Exploring the effect of PARP-1 flexibility in docking studies.

Author information

1
Chemogenomics Laboratory, Research Program in Biomedical Informatics (GRIB), IMIM Hospital del Mar Research Institute and Universitat Pompeu Fabra, Doctor Aiguader 88, 08003 Barcelona, Catalonia, Spain.

Abstract

Poly(ADP-ribose)polymerase-1 (PARP-1) is an enzyme belonging to the ADP-ribosyltransferase family. A large body of works has validated PARP-1 as an attractive drug target for different therapeutic areas, including cancers and ischemia. Accordingly, sampling the conformational space of the enzyme is pivotal to understand its functions and improve structure-based drug discovery approaches. In the first part of this study we apply replica exchange molecular dynamic (REMD) simulations to sample the conformational space of the catalytic domain of PARP-1 in the ligand-bound and unbound forms. In the second part, we assess how and to what extend the emerging enzyme flexibility affects the performance of docking experiments of a library of PARP-1 inhibitors.

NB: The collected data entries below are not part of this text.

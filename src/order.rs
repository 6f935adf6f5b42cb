//! Order confirmation and checkout summaries.
//!
//! Pure builders over the aggregated cart view: the confirmation shown
//! after adds (with an upsell suggestion), and the final checkout
//! summary that clears the cart and records the last order.

use chrono::{Duration, Local};
use rand::seq::SliceRandom;
use rand::Rng;

use crate::cart::{self, format_eur};
use crate::config::{BotConfig, PizzeriaInfo};
use crate::menu::Menu;
use crate::session::{LastOrder, SessionState};

/// Line written to the audit log after a completed checkout.
#[derive(Debug, Clone)]
pub struct CompletedOrder {
    pub number: String,
    pub eta: String,
    pub main_item: String,
    pub total_items: usize,
}

/// Confirmation message after items were added: the order so far, the
/// running total, and possibly an upsell from a category not yet in
/// the cart.
pub fn confirmation_message(
    state: &SessionState,
    menu: &Menu,
    added: &[(String, u32)],
    rng: &mut impl Rng,
) -> String {
    let view = cart::aggregate(state.cart());
    if view.is_empty() {
        return "🛒 Il tuo carrello è vuoto. Puoi dire 'menu' per vedere le nostre opzioni deliziose!"
            .into();
    }

    let mut message = Vec::new();

    if !added.is_empty() {
        let added_text: Vec<String> = added.iter().map(|(n, q)| format!("{n} x{q}")).collect();
        message.push(format!("✅ *Aggiunto*: {}\n", added_text.join(", ")));
    }

    message.push("🧾 *Il tuo ordine finora:*\n".into());
    for entry in &view.entries {
        message.push(format!("• {} x{}", entry.name, entry.count));
    }

    message.push(format!("\n💰 *Totale*: {}", view.grand_total_display()));

    if let Some(upsell) = upsell_suggestion(menu, state, rng) {
        message.push(upsell);
    }

    message.push("\nVuoi aggiungere altro o passiamo al checkout?".into());
    message.join("\n\n")
}

/// Suggest an item from a category missing from the cart (drinks with
/// a pizza, dessert with either). Returns `None` when nothing fits.
fn upsell_suggestion(menu: &Menu, state: &SessionState, rng: &mut impl Rng) -> Option<String> {
    let covered = menu.sections_covered(state.cart().iter().map(|i| i.name.as_str()));

    let mut missing: Vec<&str> = Vec::new();
    if covered.contains("pizze") && !covered.contains("bevande") {
        missing.push("Bevande");
    }
    if (covered.contains("pizze") || covered.contains("bevande")) && !covered.contains("dolci") {
        missing.push("Dolci");
    }

    let section_name = *missing.choose(rng)?;
    let section = menu.sections.iter().find(|s| s.name == section_name)?;
    let suggestion = section.items.choose(rng)?;

    Some(format!(
        "\n✨ *Aggiungiamo un* _{}_ *per €{:.2}?* È perfetto con la tua pizza!",
        suggestion.name, suggestion.price
    ))
}

/// Finalise the order: build the markdown summary, clear the cart,
/// record the last order, and return the record for the audit log.
///
/// An empty cart produces only a nudge message and changes nothing.
pub fn checkout(
    state: &mut SessionState,
    info: &PizzeriaInfo,
    config: &BotConfig,
    rng: &mut impl Rng,
) -> (String, Option<CompletedOrder>) {
    let view = cart::aggregate(state.cart());
    if view.is_empty() {
        return (
            "🛒 *Il tuo carrello è vuoto.* Vuoi ordinare qualcosa?".into(),
            None,
        );
    }

    let mut lines = vec!["# 📋 *Riepilogo Ordine*\n".to_string()];

    lines.push("## Prodotti:".into());
    for entry in &view.entries {
        lines.push(format!(
            "- **{}** × {} = {}",
            entry.name,
            entry.count,
            format_eur(entry.subtotal)
        ));
    }

    lines.push("\n---".into());
    lines.push(format!("## *Totale:* {}", view.grand_total_display()));

    let minutes = rng.gen_range(config.eta_min_minutes..=config.eta_max_minutes);
    let eta = (Local::now() + Duration::minutes(minutes))
        .format("%H:%M")
        .to_string();
    let number = format!("#{}", rng.gen_range(1000..=9999));

    lines.push("\n## Dettagli:".into());
    lines.push(format!("- **Ordine:** {number}"));
    lines.push(format!("- **Ritiro:** *{eta}* presso {}", info.address));

    lines.push("\n## ✅ *Ordine Confermato!*".into());
    lines.push(format!(
        "\n*Grazie per aver scelto {}!* 🍕 *Buon appetito!*",
        info.name
    ));

    let record = CompletedOrder {
        number: number.clone(),
        eta: eta.clone(),
        main_item: view.entries[0].name.clone(),
        total_items: view.total_count,
    };

    state.replace_cart(Vec::new());
    state.last_order = Some(LastOrder {
        number,
        eta,
        total: view.grand_total,
    });
    state.step = crate::session::ConversationStep::Ordered;

    (lines.join("\n"), Some(record))
}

This study pinpoints a putative key role of conformational shifts of Leu324, Tyr325 and Lys242 in opening an additional binding site pocket that affects the binding of ligands to the catalytic cleft of PARP-1. Furthermore, it highlights the improvement of the enrichment factor of active ligands obtained in docking experiments when using conformations generated with REMD simulations of ligand-bound PARP-1.

KEYWORDS:

EF; Molecular docking; PARP; PCA; REMD; RMSD; Replica exchange molecular dynamics; Virtual screening; enrichment factor; poly(ADP-ribose) polymerase; principal components analysis; replica exchange molecular dynamics; root mean square deviation

PMID:
24056306
DOI:
10.1016/j.jmgm.2013.08.006
[Indexed for MEDLINE]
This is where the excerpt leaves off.